**TASK**
Without changing a single word, output each entry.

-- RECORDS SUPPLIED follows --

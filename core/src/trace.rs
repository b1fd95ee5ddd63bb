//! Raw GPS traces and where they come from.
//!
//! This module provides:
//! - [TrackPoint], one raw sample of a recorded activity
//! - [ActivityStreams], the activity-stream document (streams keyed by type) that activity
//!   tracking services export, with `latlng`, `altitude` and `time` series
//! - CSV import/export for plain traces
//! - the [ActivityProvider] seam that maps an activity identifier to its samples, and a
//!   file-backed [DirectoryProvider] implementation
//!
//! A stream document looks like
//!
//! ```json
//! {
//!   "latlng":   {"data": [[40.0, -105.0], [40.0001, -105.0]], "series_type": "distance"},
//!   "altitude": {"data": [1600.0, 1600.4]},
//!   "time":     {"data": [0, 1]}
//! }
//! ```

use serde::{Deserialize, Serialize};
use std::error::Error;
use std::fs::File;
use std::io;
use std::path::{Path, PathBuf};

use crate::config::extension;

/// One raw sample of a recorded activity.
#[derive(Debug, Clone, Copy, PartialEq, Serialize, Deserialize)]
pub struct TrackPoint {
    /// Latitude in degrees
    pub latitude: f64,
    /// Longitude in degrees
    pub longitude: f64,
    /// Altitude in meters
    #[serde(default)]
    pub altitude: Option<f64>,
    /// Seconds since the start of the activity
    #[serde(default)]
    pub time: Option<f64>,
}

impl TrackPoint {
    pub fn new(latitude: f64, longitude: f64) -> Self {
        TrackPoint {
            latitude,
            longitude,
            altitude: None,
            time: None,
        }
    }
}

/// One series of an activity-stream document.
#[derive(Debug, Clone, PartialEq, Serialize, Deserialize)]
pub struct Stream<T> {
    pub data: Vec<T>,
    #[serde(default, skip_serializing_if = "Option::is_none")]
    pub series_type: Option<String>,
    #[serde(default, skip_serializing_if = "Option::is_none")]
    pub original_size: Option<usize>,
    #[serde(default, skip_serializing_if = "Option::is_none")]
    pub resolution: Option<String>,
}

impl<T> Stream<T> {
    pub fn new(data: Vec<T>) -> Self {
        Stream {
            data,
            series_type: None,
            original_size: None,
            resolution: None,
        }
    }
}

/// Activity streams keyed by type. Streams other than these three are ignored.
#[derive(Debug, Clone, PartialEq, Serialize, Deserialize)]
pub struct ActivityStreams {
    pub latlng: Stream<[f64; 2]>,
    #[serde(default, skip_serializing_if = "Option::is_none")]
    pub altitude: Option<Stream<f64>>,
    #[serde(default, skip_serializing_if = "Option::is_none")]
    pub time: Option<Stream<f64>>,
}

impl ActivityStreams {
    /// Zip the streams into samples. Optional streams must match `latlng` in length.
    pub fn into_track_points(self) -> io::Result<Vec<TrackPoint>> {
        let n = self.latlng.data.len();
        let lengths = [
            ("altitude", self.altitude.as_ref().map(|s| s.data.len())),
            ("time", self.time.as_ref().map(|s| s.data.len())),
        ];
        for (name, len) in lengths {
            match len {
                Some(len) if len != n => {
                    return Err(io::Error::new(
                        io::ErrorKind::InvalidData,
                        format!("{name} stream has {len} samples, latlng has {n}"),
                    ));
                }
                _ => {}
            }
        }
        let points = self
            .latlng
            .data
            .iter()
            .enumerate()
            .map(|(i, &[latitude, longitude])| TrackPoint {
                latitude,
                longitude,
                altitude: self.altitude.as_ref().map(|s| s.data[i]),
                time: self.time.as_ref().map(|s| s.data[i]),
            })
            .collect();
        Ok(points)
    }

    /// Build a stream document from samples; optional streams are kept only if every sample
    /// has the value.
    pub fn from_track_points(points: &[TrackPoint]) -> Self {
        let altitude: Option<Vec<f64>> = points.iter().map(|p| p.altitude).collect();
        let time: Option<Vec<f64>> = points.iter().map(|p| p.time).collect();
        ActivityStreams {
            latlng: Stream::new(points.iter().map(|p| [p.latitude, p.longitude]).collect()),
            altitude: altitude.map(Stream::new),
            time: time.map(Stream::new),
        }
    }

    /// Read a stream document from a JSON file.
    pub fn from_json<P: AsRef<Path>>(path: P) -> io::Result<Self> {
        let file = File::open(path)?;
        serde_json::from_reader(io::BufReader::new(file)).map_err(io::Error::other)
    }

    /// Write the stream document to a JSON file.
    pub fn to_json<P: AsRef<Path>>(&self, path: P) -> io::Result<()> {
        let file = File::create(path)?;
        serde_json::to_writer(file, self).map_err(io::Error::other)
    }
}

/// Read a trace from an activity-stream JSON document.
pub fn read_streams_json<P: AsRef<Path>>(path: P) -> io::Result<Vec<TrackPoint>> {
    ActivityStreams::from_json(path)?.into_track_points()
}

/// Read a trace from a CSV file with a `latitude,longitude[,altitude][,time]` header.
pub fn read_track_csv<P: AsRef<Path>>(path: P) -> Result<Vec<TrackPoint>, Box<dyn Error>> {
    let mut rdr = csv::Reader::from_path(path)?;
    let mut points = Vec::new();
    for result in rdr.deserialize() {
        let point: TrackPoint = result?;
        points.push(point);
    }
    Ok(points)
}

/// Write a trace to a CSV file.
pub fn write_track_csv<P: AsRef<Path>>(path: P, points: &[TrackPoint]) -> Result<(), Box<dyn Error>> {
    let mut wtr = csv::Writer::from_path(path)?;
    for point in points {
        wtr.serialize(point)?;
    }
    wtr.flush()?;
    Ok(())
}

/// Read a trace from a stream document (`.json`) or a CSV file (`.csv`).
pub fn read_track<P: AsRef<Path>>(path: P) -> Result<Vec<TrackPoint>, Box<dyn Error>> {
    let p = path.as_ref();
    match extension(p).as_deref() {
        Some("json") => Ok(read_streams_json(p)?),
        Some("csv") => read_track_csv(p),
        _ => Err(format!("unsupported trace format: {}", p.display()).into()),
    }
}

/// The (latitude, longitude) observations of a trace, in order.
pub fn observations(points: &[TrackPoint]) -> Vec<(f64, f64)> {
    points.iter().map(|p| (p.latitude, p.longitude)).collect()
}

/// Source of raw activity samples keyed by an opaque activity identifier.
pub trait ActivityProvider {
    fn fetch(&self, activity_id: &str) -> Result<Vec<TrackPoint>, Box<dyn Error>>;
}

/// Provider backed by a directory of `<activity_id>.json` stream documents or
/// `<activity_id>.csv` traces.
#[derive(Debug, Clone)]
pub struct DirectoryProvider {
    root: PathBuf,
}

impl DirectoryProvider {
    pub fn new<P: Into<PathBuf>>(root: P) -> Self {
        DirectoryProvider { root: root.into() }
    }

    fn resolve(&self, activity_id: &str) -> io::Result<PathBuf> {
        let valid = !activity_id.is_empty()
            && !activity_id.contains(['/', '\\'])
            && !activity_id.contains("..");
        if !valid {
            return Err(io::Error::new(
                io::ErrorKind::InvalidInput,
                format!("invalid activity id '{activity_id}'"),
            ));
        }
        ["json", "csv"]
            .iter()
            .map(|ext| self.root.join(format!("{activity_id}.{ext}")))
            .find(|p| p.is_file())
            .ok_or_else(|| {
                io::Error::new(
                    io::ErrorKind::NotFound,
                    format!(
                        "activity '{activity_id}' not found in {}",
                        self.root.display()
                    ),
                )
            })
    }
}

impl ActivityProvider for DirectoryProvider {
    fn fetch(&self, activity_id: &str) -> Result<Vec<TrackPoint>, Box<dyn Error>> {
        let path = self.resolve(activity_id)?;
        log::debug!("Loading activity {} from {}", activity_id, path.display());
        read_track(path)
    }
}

-- RECORDS SUPPLIED concluded --

**RESPONSE**
filename core/src/trace.rs
repository b1fd95ee5ddd63bb
//! Raw GPS traces and where they come from.
//!
//! This module provides:
//! - [TrackPoint], one raw sample of a recorded activity
//! - [ActivityStreams], the activity-stream document (streams keyed by type) that activity
//!   tracking services export, with `latlng`, `altitude` and `time` series
//! - CSV import/export for plain traces
//! - the [ActivityProvider] seam that maps an activity identifier to its samples, and a
//!   file-backed [DirectoryProvider] implementation
//!
//! A stream document looks like
//!
//! ```json
//! {
//!   "latlng":   {"data": [[40.0, -105.0], [40.0001, -105.0]], "series_type": "distance"},
//!   "altitude": {"data": [1600.0, 1600.4]},
//!   "time":     {"data": [0, 1]}
//! }
//! ```

use serde::{Deserialize, Serialize};
use std::error::Error;
use std::fs::File;
use std::io;
use std::path::{Path, PathBuf};

use crate::config::extension;

/// One raw sample of a recorded activity.
#[derive(Debug, Clone, Copy, PartialEq, Serialize, Deserialize)]
pub struct TrackPoint {
    /// Latitude in degrees
    pub latitude: f64,
    /// Longitude in degrees
    pub longitude: f64,
    /// Altitude in meters
    #[serde(default)]
    pub altitude: Option<f64>,
    /// Seconds since the start of the activity
    #[serde(default)]
    pub time: Option<f64>,
}

impl TrackPoint {
    pub fn new(latitude: f64, longitude: f64) -> Self {
        TrackPoint {
            latitude,
            longitude,
            altitude: None,
            time: None,
        }
    }
}

/// One series of an activity-stream document.
#[derive(Debug, Clone, PartialEq, Serialize, Deserialize)]
pub struct Stream<T> {
    pub data: Vec<T>,
    #[serde(default, skip_serializing_if = "Option::is_none")]
    pub series_type: Option<String>,
    #[serde(default, skip_serializing_if = "Option::is_none")]
    pub original_size: Option<usize>,
    #[serde(default, skip_serializing_if = "Option::is_none")]
    pub resolution: Option<String>,
}

impl<T> Stream<T> {
    pub fn new(data: Vec<T>) -> Self {
        Stream {
            data,
            series_type: None,
            original_size: None,
            resolution: None,
        }
    }
}

/// Activity streams keyed by type. Streams other than these three are ignored.
#[derive(Debug, Clone, PartialEq, Serialize, Deserialize)]
pub struct ActivityStreams {
    pub latlng: Stream<[f64; 2]>,
    #[serde(default, skip_serializing_if = "Option::is_none")]
    pub altitude: Option<Stream<f64>>,
    #[serde(default, skip_serializing_if = "Option::is_none")]
    pub time: Option<Stream<f64>>,
}

impl ActivityStreams {
    /// Zip the streams into samples. Optional streams must match `latlng` in length.
    pub fn into_track_points(self) -> io::Result<Vec<TrackPoint>> {
        let n = self.latlng.data.len();
        let lengths = [
            ("altitude", self.altitude.as_ref().map(|s| s.data.len())),
            ("time", self.time.as_ref().map(|s| s.data.len())),
        ];
        for (name, len) in lengths {
            match len {
                Some(len) if len != n => {
                    return Err(io::Error::new(
                        io::ErrorKind::InvalidData,
                        format!("{name} stream has {len} samples, latlng has {n}"),
                    ));
                }
                _ => {}
            }
        }
        let points = self
            .latlng
            .data
            .iter()
            .enumerate()
            .map(|(i, &[latitude, longitude])| TrackPoint {
                latitude,
                longitude,
                altitude: self.altitude.as_ref().map(|s| s.data[i]),
                time: self.time.as_ref().map(|s| s.data[i]),
            })
            .collect();
        Ok(points)
    }

    /// Build a stream document from samples; optional streams are kept only if every sample
    /// has the value.
    pub fn from_track_points(points: &[TrackPoint]) -> Self {
        let altitude: Option<Vec<f64>> = points.iter().map(|p| p.altitude).collect();
        let time: Option<Vec<f64>> = points.iter().map(|p| p.time).collect();
        ActivityStreams {
            latlng: Stream::new(points.iter().map(|p| [p.latitude, p.longitude]).collect()),
            altitude: altitude.map(Stream::new),
            time: time.map(Stream::new),
        }
    }

    /// Read a stream document from a JSON file.
    pub fn from_json<P: AsRef<Path>>(path: P) -> io::Result<Self> {
        let file = File::open(path)?;
        serde_json::from_reader(io::BufReader::new(file)).map_err(io::Error::other)
    }

    /// Write the stream document to a JSON file.
    pub fn to_json<P: AsRef<Path>>(&self, path: P) -> io::Result<()> {
        let file = File::create(path)?;
        serde_json::to_writer(file, self).map_err(io::Error::other)
    }
}

/// Read a trace from an activity-stream JSON document.
pub fn read_streams_json<P: AsRef<Path>>(path: P) -> io::Result<Vec<TrackPoint>> {
    ActivityStreams::from_json(path)?.into_track_points()
}

/// Read a trace from a CSV file with a `latitude,longitude[,altitude][,time]` header.
pub fn read_track_csv<P: AsRef<Path>>(path: P) -> Result<Vec<TrackPoint>, Box<dyn Error>> {
    let mut rdr = csv::Reader::from_path(path)?;
    let mut points = Vec::new();
    for result in rdr.deserialize() {
        let point: TrackPoint = result?;
        points.push(point);
    }
    Ok(points)
}

/// Write a trace to a CSV file.
pub fn write_track_csv<P: AsRef<Path>>(path: P, points: &[TrackPoint]) -> Result<(), Box<dyn Error>> {
    let mut wtr = csv::Writer::from_path(path)?;
    for point in points {
        wtr.serialize(point)?;
    }
    wtr.flush()?;
    Ok(())
}

/// Read a trace from a stream document (`.json`) or a CSV file (`.csv`).
pub fn read_track<P: AsRef<Path>>(path: P) -> Result<Vec<TrackPoint>, Box<dyn Error>> {
    let p = path.as_ref();
    match extension(p).as_deref() {
        Some("json") => Ok(read_streams_json(p)?),
        Some("csv") => read_track_csv(p),
        _ => Err(format!("unsupported trace format: {}", p.display()).into()),
    }
}

/// The (latitude, longitude) observations of a trace, in order.
pub fn observations(points: &[TrackPoint]) -> Vec<(f64, f64)> {
    points.iter().map(|p| (p.latitude, p.longitude)).collect()
}

/// Source of raw activity samples keyed by an opaque activity identifier.
pub trait ActivityProvider {
    fn fetch(&self, activity_id: &str) -> Result<Vec<TrackPoint>, Box<dyn Error>>;
}

/// Provider backed by a directory of `<activity_id>.json` stream documents or
/// `<activity_id>.csv` traces.
#[derive(Debug, Clone)]
pub struct DirectoryProvider {
    root: PathBuf,
}

impl DirectoryProvider {
    pub fn new<P: Into<PathBuf>>(root: P) -> Self {
        DirectoryProvider { root: root.into() }
    }

    fn resolve(&self, activity_id: &str) -> io::Result<PathBuf> {
        let valid = !activity_id.is_empty()
            && !activity_id.contains(['/', '\\'])
            && !activity_id.contains("..");
        if !valid {
            return Err(io::Error::new(
                io::ErrorKind::InvalidInput,
                format!("invalid activity id '{activity_id}'"),
            ));
        }
        ["json", "csv"]
            .iter()
            .map(|ext| self.root.join(format!("{activity_id}.{ext}")))
            .find(|p| p.is_file())
            .ok_or_else(|| {
                io::Error::new(
                    io::ErrorKind::NotFound,
                    format!(
                        "activity '{activity_id}' not found in {}",
                        self.root.display()
                    ),
                )
            })
    }
}

impl ActivityProvider for DirectoryProvider {
    fn fetch(&self, activity_id: &str) -> Result<Vec<TrackPoint>, Box<dyn Error>> {
        let path = self.resolve(activity_id)?;
        log::debug!("Loading activity {} from {}", activity_id, path.display());
        read_track(path)
    }
}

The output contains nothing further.